**WORK INSTRUCTIONS**
Check each line of the data for the string "deadline". Report how many have it, and give nothing else.

**Dataset entries**
-- Opening Marker --

use std::time::Duration;

use clap::Args;

use super::RepoArgs;
use crate::daemon::StopOutcome;

#[derive(Debug, Args)]
pub struct StopArgs {
    #[command(flatten)]
    pub repo: RepoArgs,
    /// Seconds to wait after SIGTERM before SIGKILL (default: daemon.stop_timeout_secs)
    #[arg(long, value_name = "SECS")]
    pub timeout: Option<u64>,
}

impl StopArgs {
    pub fn execute(&self) -> anyhow::Result<()> {
        let ctx = self.repo.resolve()?;
        let supervisor = ctx.supervisor()?;
        let timeout = Duration::from_secs(self.timeout.unwrap_or(ctx.config.daemon.stop_timeout_secs));

        match supervisor.stop(timeout)? {
            StopOutcome::Stopped { pid, forced: false } => println!("osoba stopped (pid {pid})"),
            StopOutcome::Stopped { pid, forced: true } => {
                println!("osoba killed (pid {pid} ignored SIGTERM for {}s)", timeout.as_secs());
            }
            StopOutcome::AlreadyStopped => println!("osoba is not running"),
        }
        Ok(())
    }
}
pub fn pull_request(number: u64, labels: &[&str], state: ItemState, draft: bool) -> PullRequest {
    PullRequest {
        number,
        title: format!("PR {number}"),
        body: String::new(),
        labels: labels.iter().map(ToString::to_string).collect(),
        state,
        draft,
        head_ref: format!("feature-{number}"),
        mergeable: Mergeable::Mergeable,
        checks: CheckState::Success,
    }
}

/// Counts down injected failures per method name.
#[derive(Default)]
struct Failures(BTreeMap<String, u32>);

impl Failures {
    fn arm(&mut self, method: &str, times: u32) {
        self.0.insert(method.to_string(), times);
    }

    fn check(&mut self, method: &str) -> anyhow::Result<()> {
        if let Some(left) = self.0.get_mut(method)
            && *left > 0
        {
            *left -= 1;
            anyhow::bail!("injected {method} failure");
        }
        Ok(())
    }
}

#[derive(Default)]
struct GitHubState {
    issues: BTreeMap<u64, Issue>,
    prs: BTreeMap<u64, PullRequest>,
    statuses: BTreeMap<u64, PrStatus>,
    repo_labels: BTreeSet<String>,
    added: Vec<(u64, String)>,
    removed: Vec<(u64, String)>,
    comments: Vec<(u64, String)>,
    merges: Vec<(u64, MergeMethod)>,
    calls: BTreeMap<String, usize>,
    failures: Failures,
}

impl GitHubState {
    fn enter(&mut self, method: &str) -> anyhow::Result<()> {
        *self.calls.entry(method.to_string()).or_default() += 1;
        self.failures.check(method)
    }

    fn labels_mut(&mut self, number: u64) -> anyhow::Result<&mut Vec<String>> {
        if let Some(issue) = self.issues.get_mut(&number) {
            return Ok(&mut issue.labels);
        }
        if let Some(pr) = self.prs.get_mut(&number) {
            return Ok(&mut pr.labels);
        }
        anyhow::bail!("#{number} not found")
    }
}

/// GitHub double. Label transitions are atomic under one mutex.
#[derive(Default)]
pub struct FakeGitHub {
    state: Mutex<GitHubState>,
}
#[derive(Debug, Clone, Serialize, Deserialize, JsonSchema)]
pub struct GitHubConfig {
    /// Seconds between poll ticks (both watchers).
    #[serde(default = "default_poll_interval")]
    pub poll_interval_secs: u64,
    /// Issue labels the issue watcher lists on every tick.
    #[serde(default = "default_issue_labels")]
    pub issue_labels: Vec<String>,
    /// Pull request labels the PR watcher lists on every tick.
    #[serde(default = "default_pr_labels")]
    pub pr_labels: Vec<String>,
    /// Merge open, non-draft PRs labeled `status:lgtm` once mergeable and green.
    #[serde(default = "default_true")]
    pub auto_merge_lgtm: bool,
    /// Dispatch a revise phase for PRs labeled `status:requires-changes`.
    #[serde(default = "default_true")]
    pub auto_revise_pr: bool,
    /// Label the oldest unlabeled open issue `status:needs-plan` when idle.
    #[serde(default)]
    pub auto_plan_issue: bool,
    /// Comment on the issue when a phase is claimed.
    #[serde(default = "default_true")]
    pub phase_comments: bool,
    #[serde(default)]
    pub merge_method: MergeMethod,
    /// Environment variable holding the API token (GITHUB_TOKEN, GH_TOKEN if unset).
    #[serde(default)]
    pub token_env: Option<String>,
    #[serde(default = "default_api_url")]
    pub api_url: String,
}

impl Default for GitHubConfig {
    fn default() -> Self {
        Self {
            poll_interval_secs: default_poll_interval(),
            issue_labels: default_issue_labels(),
            pr_labels: default_pr_labels(),
            auto_merge_lgtm: true,
            auto_revise_pr: true,
            auto_plan_issue: false,
            phase_comments: true,
            merge_method: MergeMethod::default(),
            token_env: None,
            api_url: default_api_url(),
        }
    }
}
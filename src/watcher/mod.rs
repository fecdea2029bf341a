//! The two poll loops and the orchestrator that runs them.
//!
//! Each loop runs on its own thread and owns its watcher outright, so the
//! health counters are plain fields. The only things shared across threads
//! are the read-only config, the providers and the [`Shutdown`] token.

pub mod health;
pub mod issue;
pub mod pr;
pub mod retry;

use std::path::{Path, PathBuf};
use std::sync::Arc;
use std::thread;
use std::time::Duration;

use chrono::{DateTime, Utc};

use crate::config::Config;
use crate::dispatch::Dispatcher;
use crate::github::GitHubClient;
use crate::shutdown::Shutdown;

use health::{AutoMergeMetrics, HealthSnapshot, HealthStats, HealthStatus};
use issue::IssueWatcher;
use pr::PrWatcher;

pub trait Watcher: Send {
    /// Short name used in spans and thread names.
    fn name(&self) -> &'static str;

    /// One synchronous pass. Never fails; errors are counted in the stats.
    fn tick(&mut self, shutdown: &Shutdown);

    fn stats(&self) -> &HealthStats;

    /// Merge counters, for watchers that merge.
    fn auto_merge(&self) -> Option<&AutoMergeMetrics> {
        None
    }

    fn check_health(&self, now: DateTime<Utc>, stale_after: Duration, min_success_rate: f64) -> HealthStatus {
        self.stats().check_health(now, stale_after, min_success_rate)
    }
}

/// Tick `watcher` every `interval` until shutdown.
///
/// After each tick the health check is logged and, when `health_dir` is set,
/// written there as a [`HealthSnapshot`].
pub fn run_loop(
    watcher: &mut dyn Watcher,
    shutdown: &Shutdown,
    interval: Duration,
    config: &Config,
    health_dir: Option<&Path>,
) {
    let mut tick: u64 = 0;
    let mut last: Option<HealthStatus> = None;
    while !shutdown.is_triggered() {
        tick += 1;
        {
            let _span = tracing::info_span!("tick", watcher = watcher.name(), tick).entered();
            watcher.tick(shutdown);
            let now = Utc::now();
            let status = watcher.check_health(now, config.stale_after(), config.health.min_success_rate);
            log_health(watcher.stats(), &status, last.as_ref());
            if let Some(dir) = health_dir {
                let snapshot = HealthSnapshot {
                    watcher: watcher.name().to_string(),
                    updated_at: now,
                    stats: watcher.stats().clone(),
                    health: status.clone(),
                    auto_merge: watcher.auto_merge().cloned(),
                };
                if let Err(e) = snapshot.write(dir) {
                    tracing::warn!(error = %format!("{e:#}"), "could not write health snapshot");
                }
            }
            last = Some(status);
        }
        if shutdown.wait(interval) {
            break;
        }
    }
    tracing::info!(watcher = watcher.name(), ticks = tick, "watcher stopped");
}

/// True when `current` should be reported at warn level: it is unhealthy
/// and differs in kind from what was last reported.
fn is_new_problem(current: &HealthStatus, last: Option<&HealthStatus>) -> bool {
    if current.healthy {
        return false;
    }
    let kinds = |s: &HealthStatus| {
        s.reasons
            .iter()
            .map(std::mem::discriminant)
            .collect::<Vec<_>>()
    };
    last.is_none_or(|last| kinds(last) != kinds(current))
}

fn log_health(stats: &HealthStats, status: &HealthStatus, last: Option<&HealthStatus>) {
    let reasons: Vec<String> = status.reasons.iter().map(ToString::to_string).collect();
    if is_new_problem(status, last) {
        tracing::warn!(
            total = stats.total_executions,
            failed = stats.failed_executions,
            reasons = %reasons.join("; "),
            "unhealthy"
        );
    } else if status.healthy && last.is_some_and(|last| !last.healthy) {
        tracing::info!(total = stats.total_executions, "healthy again");
    } else {
        tracing::debug!(
            healthy = status.healthy,
            total = stats.total_executions,
            succeeded = stats.successful_executions,
            failed = stats.failed_executions,
            reasons = %reasons.join("; "),
            "health"
        );
    }
}

/// Runs the issue and PR watchers side by side until shutdown.
pub struct Orchestrator {
    config: Arc<Config>,
    client: Arc<dyn GitHubClient>,
    dispatcher: Arc<dyn Dispatcher>,
    health_dir: Option<PathBuf>,
}

impl Orchestrator {
    pub fn new(config: Arc<Config>, client: Arc<dyn GitHubClient>, dispatcher: Arc<dyn Dispatcher>) -> Self {
        Self {
            config,
            client,
            dispatcher,
            health_dir: None,
        }
    }

    /// Write per-watcher health snapshots into `dir` after every tick.
    #[must_use]
    pub fn with_health_dir(mut self, dir: PathBuf) -> Self {
        self.health_dir = Some(dir);
        self
    }

    /// Block until `shutdown` fires and both loops have unwound.
    pub fn run(self, shutdown: &Shutdown) -> anyhow::Result<()> {
        let interval = self.config.poll_interval();
        let issue = IssueWatcher::new(&self.config, self.client.clone(), self.dispatcher.clone());
        let pr = PrWatcher::new(&self.config, self.client.clone(), self.dispatcher.clone());
        tracing::info!(interval_secs = interval.as_secs(), "watchers starting");

        let handles = [
            spawn(Box::new(issue), shutdown.clone(), interval, self.config.clone(), self.health_dir.clone())?,
            spawn(Box::new(pr), shutdown.clone(), interval, self.config.clone(), self.health_dir.clone())?,
        ];

        let mut panicked = Vec::new();
        for handle in handles {
            let name = handle.thread().name().unwrap_or("watcher").to_string();
            if handle.join().is_err() {
                // Take the other loop down too rather than run half an orchestrator.
                shutdown.trigger();
                panicked.push(name);
            }
        }
        if panicked.is_empty() {
            Ok(())
        } else {
            anyhow::bail!("watcher thread panicked: {}", panicked.join(", "))
        }
    }
}

fn spawn(
    mut watcher: Box<dyn Watcher>,
    shutdown: Shutdown,
    interval: Duration,
    config: Arc<Config>,
    health_dir: Option<PathBuf>,
) -> anyhow::Result<thread::JoinHandle<()>> {
    let name = format!("{}-watcher", watcher.name());
    thread::Builder::new()
        .name(name.clone())
        .spawn(move || run_loop(watcher.as_mut(), &shutdown, interval, &config, health_dir.as_deref()))
        .map_err(|e| anyhow::anyhow!("spawning {name}: {e}"))
}
//! Terminal-session provider: one tmux session per repository, one window
//! per (issue, phase).
//!
//! Window names are a pure function of issue number and phase, so they
//! double as the idempotency key for dispatch and as the discovery key for
//! cleanup and status.

use std::path::Path;
use std::time::Duration;

use anyhow::Context;

use crate::error::ExitError;
use crate::labels::Phase;
use crate::subprocess::Tool;

const COMMAND_TIMEOUT: Duration = Duration::from_secs(10);

/// Window name for an (issue, phase) pair, e.g. `83-plan`.
pub fn window_name(issue: u64, phase: Phase) -> String {
    format!("{issue}-{phase}")
}

/// Inverse of [`window_name`]; `None` for windows osoba did not create.
pub fn parse_window_name(name: &str) -> Option<(u64, Phase)> {
    let (issue, phase) = name.split_once('-')?;
    Some((issue.parse().ok()?, phase.parse().ok()?))
}

/// `session:window` target string.
pub fn target(session: &str, window: &str) -> String {
    format!("{session}:{window}")
}

#[derive(Debug, Clone, PartialEq, Eq)]
pub struct PaneInfo {
    pub window: String,
    pub index: u32,
    pub active: bool,
}

pub trait TerminalManager: Send + Sync {
    fn session_exists(&self, session: &str) -> anyhow::Result<bool>;

    /// Create the session if missing. Returns true when it had to be created.
    fn ensure_session(&self, session: &str) -> anyhow::Result<bool>;

    fn kill_session(&self, session: &str) -> anyhow::Result<()>;

    fn list_windows(&self, session: &str) -> anyhow::Result<Vec<String>>;

    fn create_window(&self, session: &str, window: &str, workdir: &Path) -> anyhow::Result<()>;

    fn kill_window(&self, session: &str, window: &str) -> anyhow::Result<()>;

    fn send_keys(&self, target: &str, keys: &str) -> anyhow::Result<()>;

    /// Every pane of every window in the session.
    fn list_panes(&self, session: &str) -> anyhow::Result<Vec<PaneInfo>>;

    fn resize_panes_evenly(&self, session: &str) -> anyhow::Result<()>;

    fn window_exists(&self, session: &str, window: &str) -> anyhow::Result<bool> {
        if !self.session_exists(session)? {
            return Ok(false);
        }
        Ok(self.list_windows(session)?.iter().any(|w| w == window))
    }

    /// osoba windows belonging to `issue`, in any phase.
    fn windows_for_issue(&self, session: &str, issue: u64) -> anyhow::Result<Vec<String>> {
        if !self.session_exists(session)? {
            return Ok(Vec::new());
        }
        Ok(self
            .list_windows(session)?
            .into_iter()
            .filter(|w| parse_window_name(w).is_some_and(|(n, _)| n == issue))
            .collect())
    }
}

/// [`TerminalManager`] backed by the tmux CLI.
#[derive(Debug, Clone)]
pub struct TmuxManager {
    program: String,
}

impl Default for TmuxManager {
    fn default() -> Self {
        Self {
            program: "tmux".to_string(),
        }
    }
}

impl TmuxManager {
    pub fn new() -> Self {
        Self::default()
    }

    fn tool(&self) -> Tool {
        Tool::new(&self.program).timeout(COMMAND_TIMEOUT)
    }

    /// `tmux -V`; fails with `ToolNotFound` when tmux is not installed.
    pub fn version(&self) -> anyhow::Result<String> {
        let output = self.tool().arg("-V").run_ok()?;
        Ok(output.stdout.trim().to_string())
    }

    /// Attach to the session, or switch the current client when already inside tmux.
    pub fn attach(&self, session: &str) -> anyhow::Result<()> {
        let subcommand = if std::env::var_os("TMUX").is_some() {
            "switch-client"
        } else {
            "attach-session"
        };
        let status = std::process::Command::new(&self.program)
            .args([subcommand, "-t", &format!("={session}")])
            .status()
            .with_context(|| format!("running tmux {subcommand}"))?;
        if status.success() {
            Ok(())
        } else {
            Err(ExitError::ToolFailed {
                tool: self.program.clone(),
                code: status.code().unwrap_or(-1),
                message: format!("could not attach to session {session}"),
            }
            .into())
        }
    }
}

impl TerminalManager for TmuxManager {
    fn session_exists(&self, session: &str) -> anyhow::Result<bool> {
        let output = self
            .tool()
            .args(&["has-session", "-t", &format!("={session}")])
            .run()?;
        Ok(output.success())
    }

    fn ensure_session(&self, session: &str) -> anyhow::Result<bool> {
        if self.session_exists(session)? {
            return Ok(false);
        }
        self.tool()
            .args(&["new-session", "-d", "-s", session])
            .run_ok()
            .with_context(|| format!("creating tmux session {session}"))?;
        tracing::info!(session, "created tmux session");
        Ok(true)
    }

    fn kill_session(&self, session: &str) -> anyhow::Result<()> {
        if !self.session_exists(session)? {
            return Ok(());
        }
        self.tool()
            .args(&["kill-session", "-t", &format!("={session}")])
            .run_ok()
            .with_context(|| format!("killing tmux session {session}"))?;
        Ok(())
    }

    fn list_windows(&self, session: &str) -> anyhow::Result<Vec<String>> {
        let output = self
            .tool()
            .args(&["list-windows", "-t", &format!("={session}"), "-F", "#{window_name}"])
            .run_ok()
            .with_context(|| format!("listing windows of {session}"))?;
        Ok(output.lines())
    }

    fn create_window(&self, session: &str, window: &str, workdir: &Path) -> anyhow::Result<()> {
        let workdir = workdir.to_string_lossy();
        self.tool()
            .args(&[
                "new-window",
                "-d",
                "-t",
                &format!("={session}:"),
                "-n",
                window,
                "-c",
                &workdir,
            ])
            .run_ok()
            .with_context(|| format!("creating window {window} in {session}"))?;
        Ok(())
    }

    fn kill_window(&self, session: &str, window: &str) -> anyhow::Result<()> {
        self.tool()
            .args(&["kill-window", "-t", &target(session, window)])
            .run_ok()
            .with_context(|| format!("killing window {window}"))?;
        Ok(())
    }

    fn send_keys(&self, target: &str, keys: &str) -> anyhow::Result<()> {
        self.tool()
            .args(&["send-keys", "-t", target, "-l", keys])
            .run_ok()
            .with_context(|| format!("sending keys to {target}"))?;
        self.tool()
            .args(&["send-keys", "-t", target, "Enter"])
            .run_ok()
            .with_context(|| format!("sending Enter to {target}"))?;
        Ok(())
    }

    fn list_panes(&self, session: &str) -> anyhow::Result<Vec<PaneInfo>> {
        let output = self
            .tool()
            .args(&[
                "list-panes",
                "-s",
                "-t",
                &format!("={session}"),
                "-F",
                "#{window_name}\t#{pane_index}\t#{pane_active}",
            ])
            .run_ok()
            .with_context(|| format!("listing panes of {session}"))?;
        Ok(output.lines().iter().filter_map(|l| parse_pane_line(l)).collect())
    }

    fn resize_panes_evenly(&self, session: &str) -> anyhow::Result<()> {
        self.tool()
            .args(&["select-layout", "-t", &format!("={session}"), "tiled"])
            .run_ok()
            .with_context(|| format!("re-laying out panes of {session}"))?;
        Ok(())
    }
}

fn parse_pane_line(line: &str) -> Option<PaneInfo> {
    let mut parts = line.split('\t');
    let window = parts.next()?.to_string();
    let index = parts.next()?.parse().ok()?;
    let active = parts.next()? == "1";
    Some(PaneInfo {
        window,
        index,
        active,
    })
}
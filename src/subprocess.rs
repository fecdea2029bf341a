use std::io::Read;
use std::path::{Path, PathBuf};
use std::process::{Command, Output, Stdio};
use std::thread::{self, JoinHandle};
use std::time::{Duration, Instant};

use anyhow::Context;

use crate::error::ExitError;

/// Result of running a subprocess.
#[derive(Debug)]
pub struct RunOutput {
    pub stdout: String,
    pub stderr: String,
    pub exit_code: i32,
}

impl RunOutput {
    /// Returns true if the process exited successfully.
    pub fn success(&self) -> bool {
        self.exit_code == 0
    }

    /// Stdout split into non-empty trimmed lines.
    pub fn lines(&self) -> Vec<String> {
        self.stdout
            .lines()
            .map(str::trim)
            .filter(|l| !l.is_empty())
            .map(String::from)
            .collect()
    }
}

/// Builder for running external tools (tmux, git, gh).
#[derive(Debug, Clone)]
pub struct Tool {
    program: String,
    args: Vec<String>,
    timeout: Option<Duration>,
    cwd: Option<PathBuf>,
}

impl Tool {
    /// Create a new tool invocation.
    pub fn new(program: &str) -> Self {
        Self {
            program: program.to_string(),
            args: Vec::new(),
            timeout: None,
            cwd: None,
        }
    }

    /// Add a single argument.
    pub fn arg(mut self, arg: &str) -> Self {
        self.args.push(arg.to_string());
        self
    }

    /// Add multiple arguments.
    pub fn args(mut self, args: &[&str]) -> Self {
        self.args.extend(args.iter().map(|s| (*s).to_string()));
        self
    }

    /// Set a timeout for the subprocess.
    pub fn timeout(mut self, duration: Duration) -> Self {
        self.timeout = Some(duration);
        self
    }

    /// Run the tool from `dir` instead of the current directory.
    pub fn current_dir(mut self, dir: &Path) -> Self {
        self.cwd = Some(dir.to_path_buf());
        self
    }

    /// Run the tool, capturing stdout and stderr.
    pub fn run(&self) -> anyhow::Result<RunOutput> {
        let mut cmd = Command::new(&self.program);
        cmd.args(&self.args)
            .stdin(Stdio::null())
            .stdout(Stdio::piped())
            .stderr(Stdio::piped());
        if let Some(ref dir) = self.cwd {
            cmd.current_dir(dir);
        }

        tracing::trace!(program = %self.program, args = ?self.args, "running tool");

        let output = match self.timeout {
            Some(timeout) => self.run_bounded(&mut cmd, timeout)?,
            None => cmd.output().map_err(|e| self.spawn_error(e))?,
        };

        Ok(RunOutput {
            stdout: String::from_utf8_lossy(&output.stdout).into_owned(),
            stderr: String::from_utf8_lossy(&output.stderr).into_owned(),
            exit_code: output.status.code().unwrap_or(-1),
        })
    }

    /// Run the tool and return an error if it fails.
    pub fn run_ok(&self) -> anyhow::Result<RunOutput> {
        let output = self.run()?;
        if output.success() {
            Ok(output)
        } else {
            Err(ExitError::ToolFailed {
                tool: self.program.clone(),
                code: output.exit_code,
                message: output.stderr.trim().to_string(),
            }
            .into())
        }
    }

    fn spawn_error(&self, e: std::io::Error) -> anyhow::Error {
        if e.kind() == std::io::ErrorKind::NotFound {
            ExitError::ToolNotFound {
                tool: self.program.clone(),
            }
            .into()
        } else {
            anyhow::Error::new(e).context(format!("running {}", self.program))
        }
    }

    /// Poll the child until it exits or `timeout` passes. Pipes are drained on
    /// their own threads so a chatty child cannot block on a full pipe.
    fn run_bounded(&self, cmd: &mut Command, timeout: Duration) -> anyhow::Result<Output> {
        let mut child = cmd.spawn().map_err(|e| self.spawn_error(e))?;
        let stdout = child.stdout.take().map(drain);
        let stderr = child.stderr.take().map(drain);

        let deadline = Instant::now().checked_add(timeout);
        let status = loop {
            if let Some(status) = child
                .try_wait()
                .with_context(|| format!("waiting for {}", self.program))?
            {
                break status;
            }
            if deadline.is_some_and(|deadline| Instant::now() >= deadline) {
                let _ = child.kill();
                let _ = child.wait();
                return Err(ExitError::Timeout {
                    tool: self.program.clone(),
                    timeout_secs: timeout.as_secs(),
                }
                .into());
            }
            thread::sleep(POLL_INTERVAL);
        };

        Ok(Output {
            status,
            stdout: collect(stdout),
            stderr: collect(stderr),
        })
    }
}

const POLL_INTERVAL: Duration = Duration::from_millis(20);

fn drain<R: Read + Send + 'static>(mut pipe: R) -> JoinHandle<Vec<u8>> {
    thread::spawn(move || {
        let mut buf = Vec::new();
        let _ = pipe.read_to_end(&mut buf);
        buf
    })
}

fn collect(handle: Option<JoinHandle<Vec<u8>>>) -> Vec<u8> {
    handle.and_then(|h| h.join().ok()).unwrap_or_default()
}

-- Closing Marker --

**ANSWER BOX**
2